Происхождение нашего понятия: "познание". – Я беру это слово в таком смысле, какой придает ему улица. Когда мне приходилось слышать, что кто-нибудь в народе говорил: "он узнал меня", я задавал себе вопрос, что собственно народ подразумевает под словом: "познание"? чего он хочет, ища "познания"?

Явление чуждое свести на нечто знакомое, и ничего больше. А разве мы, философы, ждем от познания большего? Знакомым явлением для себя мы считаем такое, к которому мы привыкли настолько, что не находим в нем ничего чудесного, свою повседневную жизнь, правило, которым руководимся, все те факты, среди которых мы чувствуем себя у себя дома. – Как? неужели наше стремление к познанию является простым стремлением уже к знакомому? простым желанием под всяким непривычным, чуждым, непонятным явлением открыть нечто такое, что больше нас уже не тревожит?

Разве не инстинктивный страх заставляет нас обратиться к познанию? Разве радость познающего не должна быть радостью человека, снова в себе уверенного?.. Философ этот мнит мир "познанным" с тех пор, как свел его к "идее", но разве не потому он сделал это, что данная "идея" для него так знакома, так привычна? не потому, что перед "идеей" он испытывал меньший страх? – Ох уж эта чрезмерная скромность людей познающих! Взгляните на их принципы, посмотрите, как решают они мировые загадки! Как счастливы они бывают, когда им удается открыть в вещах, под вещами или за вещами что-нибудь вполне знакомое нам, напр, нашу таблицу умножения, нашу логику, нашу волю и желания! Ведь "познано то, что знакомо" – на этом положении сходятся все.
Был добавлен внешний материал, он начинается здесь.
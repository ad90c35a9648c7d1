//! Configuration module for crawlctl
//!
//! This module handles loading, parsing, and validating TOML configuration
//! files: the backend connection, the crawl job parameters, and the
//! client-side workflow settings.
//!
//! # Example
//!
//! ```no_run
//! use crawlctl::config::load_config;
//! use std::path::Path;
//!
//! let config = load_config(Path::new("config.toml")).unwrap();
//! println!("Crawling {} to depth {}", config.crawl.target_url, config.crawl.depth);
//! ```

mod parser;
mod types;
mod validation;

// Re-export types
pub use types::{ApiConfig, Config, ContentType, CrawlConfig, WorkflowConfig};

// Re-export parser functions
pub use parser::{compute_config_hash, load_config, load_config_with_hash};

// Re-export validation helpers used by the workflow layer
pub use validation::{is_valid_target_url, validate_crawl_config};
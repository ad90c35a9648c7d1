//! User-facing notification seam
//!
//! The controller reports progress and failures through an injected
//! [`Notifier`], chosen at construction time. The default writes through
//! `tracing`; tests inject [`MemoryNotifier`] to assert on what was said.

use std::sync::Mutex;

/// Severity of a user-facing notice
#[derive(Debug, Clone, Copy, PartialEq, Eq)]
pub enum Notice {
    Info,
    Success,
    Error,
}

/// Delivery seam for user-facing feedback
pub trait Notifier: Send + Sync {
    fn notify(&self, level: Notice, message: &str);
}

/// Default notifier: structured log output
#[derive(Debug, Default)]
pub struct ConsoleNotifier;

impl ConsoleNotifier {
    pub fn new() -> Self {
        Self
    }
}

impl Notifier for ConsoleNotifier {
    fn notify(&self, level: Notice, message: &str) {
        match level {
            Notice::Info => tracing::info!("{}", message),
            Notice::Success => tracing::info!("✓ {}", message),
            Notice::Error => tracing::error!("{}", message),
        }
    }
}

/// Recording notifier for tests
#[derive(Debug, Default)]
pub struct MemoryNotifier {
    notices: Mutex<Vec<(Notice, String)>>,
}

impl MemoryNotifier {
    pub fn new() -> Self {
        Self::default()
    }

    /// Returns a copy of everything notified so far
    pub fn notices(&self) -> Vec<(Notice, String)> {
        self.notices.lock().expect("notifier lock poisoned").clone()
    }

    /// Counts notices at the given level
    pub fn count(&self, level: Notice) -> usize {
        self.notices().iter().filter(|(l, _)| *l == level).count()
    }
}

impl Notifier for MemoryNotifier {
    fn notify(&self, level: Notice, message: &str) {
        self.notices
            .lock()
            .expect("notifier lock poisoned")
            .push((level, message.to_string()));
    }
}
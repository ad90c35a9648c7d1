use crate::config::{ContentType, CrawlConfig};
use serde::{Deserialize, Serialize};

/// Crawl parameters as the backend expects them on the wire
#[derive(Debug, Clone, Serialize)]
#[serde(rename_all = "camelCase")]
pub struct CrawlRequest {
    pub target_url: String,
    pub depth: u32,
    pub limit: u32,
    pub content_types: Vec<ContentType>,
    pub exclude_patterns: Vec<String>,
}

impl From<&CrawlConfig> for CrawlRequest {
    fn from(config: &CrawlConfig) -> Self {
        Self {
            target_url: config.target_url.clone(),
            depth: config.depth,
            limit: config.limit,
            content_types: config.content_types.clone(),
            exclude_patterns: config.exclude_patterns.clone(),
        }
    }
}

/// Body for the start call: crawl parameters plus the curated URL list
#[derive(Debug, Clone, Serialize)]
pub struct StartRequest {
    #[serde(flatten)]
    pub config: CrawlRequest,
    pub urls: Vec<String>,
}

/// Body for the stop call
#[derive(Debug, Clone, Serialize)]
#[serde(rename_all = "camelCase")]
pub struct StopRequest {
    pub job_id: String,
}

/// Response to the analyze call
#[derive(Debug, Clone, Deserialize)]
pub struct AnalyzeResponse {
    #[serde(default)]
    pub success: bool,
    #[serde(default)]
    pub urls: Vec<String>,
    #[serde(default)]
    pub error: Option<String>,
}

/// Response to the start call
#[derive(Debug, Clone, Deserialize)]
#[serde(rename_all = "camelCase")]
pub struct StartResponse {
    #[serde(default)]
    pub success: bool,
    #[serde(default)]
    pub job_id: Option<String>,
    #[serde(default)]
    pub error: Option<String>,
}

/// Response to the stop call
#[derive(Debug, Clone, Deserialize)]
pub struct AckResponse {
    #[serde(default)]
    pub success: bool,
    #[serde(default)]
    pub error: Option<String>,
}

/// Latest snapshot of a server-side crawl job
///
/// The client never accumulates job history; each status poll replaces the
/// previous snapshot wholesale.
#[derive(Debug, Clone, Deserialize)]
#[serde(rename_all = "camelCase")]
pub struct JobStatus {
    #[serde(default)]
    pub processed: u32,
    #[serde(default)]
    pub total: u32,
    #[serde(default)]
    pub success: u32,
    #[serde(default)]
    pub errors: u32,
    #[serde(default)]
    pub current_url: Option<String>,
    #[serde(default)]
    pub completed: bool,
    #[serde(default)]
    pub error: Option<String>,
}

impl JobStatus {
    /// Progress as an integer percentage, 0 when the total is unknown
    pub fn percent(&self) -> u32 {
        if self.total == 0 {
            return 0;
        }
        ((u64::from(self.processed.min(self.total)) * 100) / u64::from(self.total)) as u32
    }

    /// True once the job will make no further progress
    pub fn is_terminal(&self) -> bool {
        self.completed || self.error.is_some()
    }
}
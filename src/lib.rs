//! Crawlctl: a workflow client for crawl-ingestion jobs
//!
//! This crate drives a remote website-ingestion backend for a chatbot's
//! knowledge base: analyze a target site, curate the discovered pages,
//! start a crawl job, poll its status, and stop it on request.

pub mod api;
pub mod auth;
pub mod config;
pub mod notify;
pub mod pattern;
pub mod workflow;

use thiserror::Error;

/// Main error type for crawlctl operations
#[derive(Debug, Error)]
pub enum ConsoleError {
    #[error("Configuration error: {0}")]
    Config(#[from] ConfigError),

    #[error("Credential error: {0}")]
    Auth(#[from] AuthError),

    #[error("API error: {0}")]
    Api(#[from] ApiError),

    #[error("Workflow error: {0}")]
    Workflow(#[from] workflow::WorkflowError),

    #[error("URL parse error: {0}")]
    UrlParse(#[from] ::url::ParseError),

    #[error("IO error: {0}")]
    Io(#[from] std::io::Error),
}

/// Configuration-specific errors
#[derive(Debug, Error)]
pub enum ConfigError {
    #[error("Failed to read config file: {0}")]
    Io(#[from] std::io::Error),

    #[error("Failed to parse TOML: {0}")]
    Parse(#[from] toml::de::Error),

    #[error("Validation error: {0}")]
    Validation(String),

    #[error("Invalid URL in config: {0}")]
    InvalidUrl(String),
}

/// Credential store errors
#[derive(Debug, Error)]
pub enum AuthError {
    #[error("No credential stored")]
    Missing,

    #[error("Failed to access credential store: {0}")]
    Io(#[from] std::io::Error),
}

/// Remote API errors
#[derive(Debug, Error)]
pub enum ApiError {
    #[error("Failed to build HTTP client: {0}")]
    Build(#[from] reqwest::Error),

    #[error("Invalid base URL: {0}")]
    BaseUrl(#[from] ::url::ParseError),

    #[error("Request to {endpoint} failed: {source}")]
    Transport {
        endpoint: String,
        source: reqwest::Error,
    },

    #[error("Request to {endpoint} timed out")]
    Timeout { endpoint: String },

    #[error("Server rejected {endpoint}: {message}")]
    Rejected { endpoint: String, message: String },

    #[error("Malformed response from {endpoint}: {message}")]
    Malformed { endpoint: String, message: String },

    #[error("Credential error: {0}")]
    Auth(#[from] AuthError),
}

/// Result type alias for crawlctl operations
pub type Result<T> = std::result::Result<T, ConsoleError>;

/// Result type alias for configuration operations
pub type ConfigResult<T> = std::result::Result<T, ConfigError>;

/// Result type alias for API operations
pub type ApiResult<T> = std::result::Result<T, ApiError>;

// Re-export commonly used types
pub use api::{ApiClient, JobStatus};
pub use config::{Config, CrawlConfig};
pub use notify::{ConsoleNotifier, Notice, Notifier};
pub use workflow::{Outcome, Phase, WorkflowController};
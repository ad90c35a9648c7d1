//! Exclusion-pattern matching for discovered URLs
//!
//! Exclude patterns come in two shapes: glob patterns containing `*`
//! (each `*` matches any run of characters, including none) and plain
//! substring patterns. Matching is case-sensitive; URLs are expected to
//! arrive already normalized by the backend.

/// Checks if a URL matches a single exclusion pattern
///
/// 1. Glob: "*/private/*" matches any URL with a "/private/" segment,
///    "*.pdf" matches any URL ending in ".pdf".
/// 2. Substring: "logout" matches any URL containing "logout".
///
/// # Examples
///
/// ```
/// use crawlctl::pattern::matches_pattern;
///
/// assert!(matches_pattern("*/private/*", "https://example.com/private/a"));
/// assert!(matches_pattern("*.pdf", "https://example.com/doc.pdf"));
/// assert!(matches_pattern("logout", "https://example.com/user/logout"));
/// assert!(!matches_pattern("*.pdf", "https://example.com/doc.html"));
/// ```
pub fn matches_pattern(pattern: &str, url: &str) -> bool {
    if pattern.contains('*') {
        matches_glob(pattern, url)
    } else {
        url.contains(pattern)
    }
}

/// Checks if a URL matches any pattern in a list
pub fn matches_any(patterns: &[String], url: &str) -> bool {
    patterns.iter().any(|p| matches_pattern(p, url))
}

/// Glob matching with `*` wildcards
///
/// Splits the pattern on `*` and scans the candidate for each literal
/// segment in order. A pattern without a leading `*` anchors the first
/// segment at the start; without a trailing `*`, the last segment anchors
/// at the end.
fn matches_glob(pattern: &str, candidate: &str) -> bool {
    let mut segments: Vec<&str> = pattern.split('*').collect();

    // Pattern was all wildcards
    if segments.iter().all(|s| s.is_empty()) {
        return true;
    }

    let anchored_start = !pattern.starts_with('*');
    let anchored_end = !pattern.ends_with('*');

    let mut remaining = candidate;

    // Anchored suffix is stripped up front so middle segments cannot
    // consume the characters it needs
    if anchored_end {
        let last = segments.pop().unwrap_or("");
        match remaining.strip_suffix(last) {
            Some(rest) => remaining = rest,
            None => return false,
        }
    }

    for (i, segment) in segments.iter().enumerate() {
        if segment.is_empty() {
            continue;
        }

        if i == 0 && anchored_start {
            match remaining.strip_prefix(segment) {
                Some(rest) => remaining = rest,
                None => return false,
            }
            continue;
        }

        // Leftmost match leaves the most room for later segments
        match remaining.find(segment) {
            Some(pos) => remaining = &remaining[pos + segment.len()..],
            None => return false,
        }
    }

    true
}
use crate::api::JobStatus;

/// Client-side handle on the active server-side job
///
/// Holds the job id and the latest status snapshot; each poll replaces the
/// snapshot wholesale. Discarded when the workflow reaches a terminal phase.
#[derive(Debug, Clone)]
pub struct JobSnapshot {
    job_id: String,
    latest: Option<JobStatus>,
}

impl JobSnapshot {
    pub fn new(job_id: String) -> Self {
        Self {
            job_id,
            latest: None,
        }
    }

    pub fn job_id(&self) -> &str {
        &self.job_id
    }

    /// Latest status reported by the backend, if any poll has landed
    pub fn latest(&self) -> Option<&JobStatus> {
        self.latest.as_ref()
    }

    pub fn update(&mut self, status: JobStatus) {
        self.latest = Some(status);
    }

    /// Progress percentage from the latest snapshot, 0 before the first poll
    pub fn percent(&self) -> u32 {
        self.latest.as_ref().map(JobStatus::percent).unwrap_or(0)
    }
}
Даже самые проницательные люди полагают, что знакомое нам явление оказывается легче познаваемым , чем явление чуждое; так, напр., в виде метода предлагается исходить всегда из "внутреннего мира", из фактов "нашего сознания", как мира наиболее для нас знакомого! Да ведь это одно из самых коренных заблуждений! Знакомы нам лишь факты привычные, а "познавать" их, т. е. рассматривать, как проблему, как нечто чуждое, далекое, находящееся, "вне нас" – крайне трудно… Надежность выводов, к которым приходят естественные науки, по сравнению с положениями, добытыми психологией и критикой элементов сознания – этих почти неестественных наук, как их следовало бы назвать, – основывается на том, что первые имеют объектом своих исследований нечто чуждое, тогда как желание взять за объект нечто вообще не чуждое нам представляет некоторое противоречие, некоторую нелепость.

Насколько в европейскую жизнь будет проникать еще художественное, "артистическое" начало. – Несмотря на то, что в наше переходное время многие силы перестали оказывать на человека свое принудительное влияние, заботы о куске хлеба все же и теперь еще заставляют каждого мужчину в Европе выбрать себе известную роль, такое называемое призвание. Некоторым из них представляется свобода, – мнимая свобода, – самим избрать себе эту роль, большинство же лишено и этого. Результаты бывают удовлетворительными редко: под давлением своей роли в преклонном возрасте изменяется почти каждый европеец, он становится жертвой своей "хорошей игры", он сам забывает, какое громадное значение имели случай, каприз, произвол, когда решался вопрос о его "призвании", – и как много других ролей он мог бы сыграть, если бы теперь не было уже поздно.